## Exercise objective:
Read through the listing below and copy each line in which the word "UnsupportedPlatform" occurs.

## Study material:
// ── Central error type ────────────────────────────────────────────────────────
//
// All fallible operations in Termy return `error::Result<T>`.  No panics in
// production paths; fatal errors bubble to `main`, which logs them and exits
// with the code returned by `TermyError::exit_code`.

use thiserror::Error;

/// Which half of window creation failed.
#[derive(Debug, Clone, Copy, PartialEq, Eq)]
pub(crate) enum WindowStage {
    /// `RegisterClassExW`.
    RegisterClass,
    /// `CreateWindowExW`.
    CreateWindow,
}

impl std::fmt::Display for WindowStage {
    fn fmt(&self, f: &mut std::fmt::Formatter<'_>) -> std::fmt::Result {
        f.write_str(match self {
            Self::RegisterClass => "failed to register window class",
            Self::CreateWindow => "unable to create window",
        })
    }
}

/// The graphics resource whose creation failed.
#[derive(Debug, Clone, Copy, PartialEq, Eq)]
pub(crate) enum ResourceStep {
    DrawingFactory,
    TextFactory,
    RenderTarget,
    Brush,
    TextFormat,
    TextAlignment,
    ParagraphAlignment,
}

impl std::fmt::Display for ResourceStep {
    fn fmt(&self, f: &mut std::fmt::Formatter<'_>) -> std::fmt::Result {
        f.write_str(match self {
            Self::DrawingFactory => "Direct2D factory",
            Self::TextFactory => "DirectWrite factory",
            Self::RenderTarget => "render target",
            Self::Brush => "brush",
            Self::TextFormat => "text format",
            Self::TextAlignment => "text alignment",
            Self::ParagraphAlignment => "paragraph alignment",
        })
    }
}

/// Every error that Termy can produce.
#[derive(Debug, Error)]
pub(crate) enum TermyError {
    /// Class registration or window creation failed.
    #[error("{stage} (error {code:#010x})")]
    WindowCreation { stage: WindowStage, code: u32 },

    /// `GetMessage` returned -1.
    #[error("message loop failed (error {code:#010x})")]
    MessageLoop { code: u32 },

    /// A device-independent or device-dependent resource could not be built.
    #[error("failed to create {step} (error {code:#010x})")]
    ResourceCreation { step: ResourceStep, code: u32 },

    /// Termy draws through Direct2D and only runs on Windows.
    #[cfg_attr(windows, allow(dead_code))]
    #[error("Termy requires Windows")]
    UnsupportedPlatform,
}

impl TermyError {
    /// Process exit code reported by `main` for this error.
    pub(crate) fn exit_code(&self) -> i32 {
        match self {
            Self::WindowCreation {
                stage: WindowStage::RegisterClass,
                ..
            } => 1,
            Self::WindowCreation {
                stage: WindowStage::CreateWindow,
                ..
            } => 2,
            Self::MessageLoop { .. } => 3,
            Self::ResourceCreation { .. } => 4,
            Self::UnsupportedPlatform => 5,
        }
    }
}

/// Attach a `ResourceStep` to a `windows::core::Result`.
///
/// HRESULT.0 is i32; the bits are reinterpreted as u32 for display so that
/// Win32 errors show up as 0x8007xxxx.
#[cfg(windows)]
pub(crate) trait ResourceContext<T> {
    fn step(self, step: ResourceStep) -> Result<T>;
}

#[cfg(windows)]
impl<T> ResourceContext<T> for windows::core::Result<T> {
    fn step(self, step: ResourceStep) -> Result<T> {
        self.map_err(|e| TermyError::ResourceCreation {
            step,
            code: e.code().0 as u32,
        })
    }
}

/// Convenience alias used throughout the crate.
pub(crate) type Result<T> = std::result::Result<T, TermyError>;

// ── Tests ─────────────────────────────────────────────────────────────────────

#[cfg(test)]
mod tests {
    use super::*;

    #[test]
    fn exit_codes_are_distinct() {
        let errors = [
            TermyError::WindowCreation {
                stage: WindowStage::RegisterClass,
                code: 0,
            },
            TermyError::WindowCreation {
                stage: WindowStage::CreateWindow,
                code: 0,
            },
            TermyError::MessageLoop { code: 0 },
            TermyError::ResourceCreation {
                step: ResourceStep::Brush,
                code: 0,
            },
            TermyError::UnsupportedPlatform,
        ];
        let mut codes: Vec<i32> = errors.iter().map(TermyError::exit_code).collect();
        codes.sort_unstable();
        codes.dedup();
        assert_eq!(codes.len(), errors.len());
        assert!(!codes.contains(&0));
    }

    #[test]
    fn window_error_display() {
        let e = TermyError::WindowCreation {
            stage: WindowStage::RegisterClass,
            code: 1410,
        };
        assert_eq!(
            e.to_string(),
            "failed to register window class (error 0x00000582)"
        );
    }

    #[test]
    fn resource_error_names_step() {
        let e = TermyError::ResourceCreation {
            step: ResourceStep::RenderTarget,
            code: 0x8899_000c,
        };
        assert_eq!(
            e.to_string(),
            "failed to create render target (error 0x8899000c)"
        );
    }

    #[test]
    fn fixed_exit_codes() {
        let create = TermyError::WindowCreation {
            stage: WindowStage::CreateWindow,
            code: 0,
        };
        assert_eq!(create.exit_code(), 2);
        assert_eq!(TermyError::MessageLoop { code: 0 }.exit_code(), 3);
        assert_eq!(TermyError::UnsupportedPlatform.exit_code(), 5);
    }
}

## Completed task:
    UnsupportedPlatform,
            Self::UnsupportedPlatform => 5,
            TermyError::UnsupportedPlatform,
        assert_eq!(TermyError::UnsupportedPlatform.exit_code(), 5);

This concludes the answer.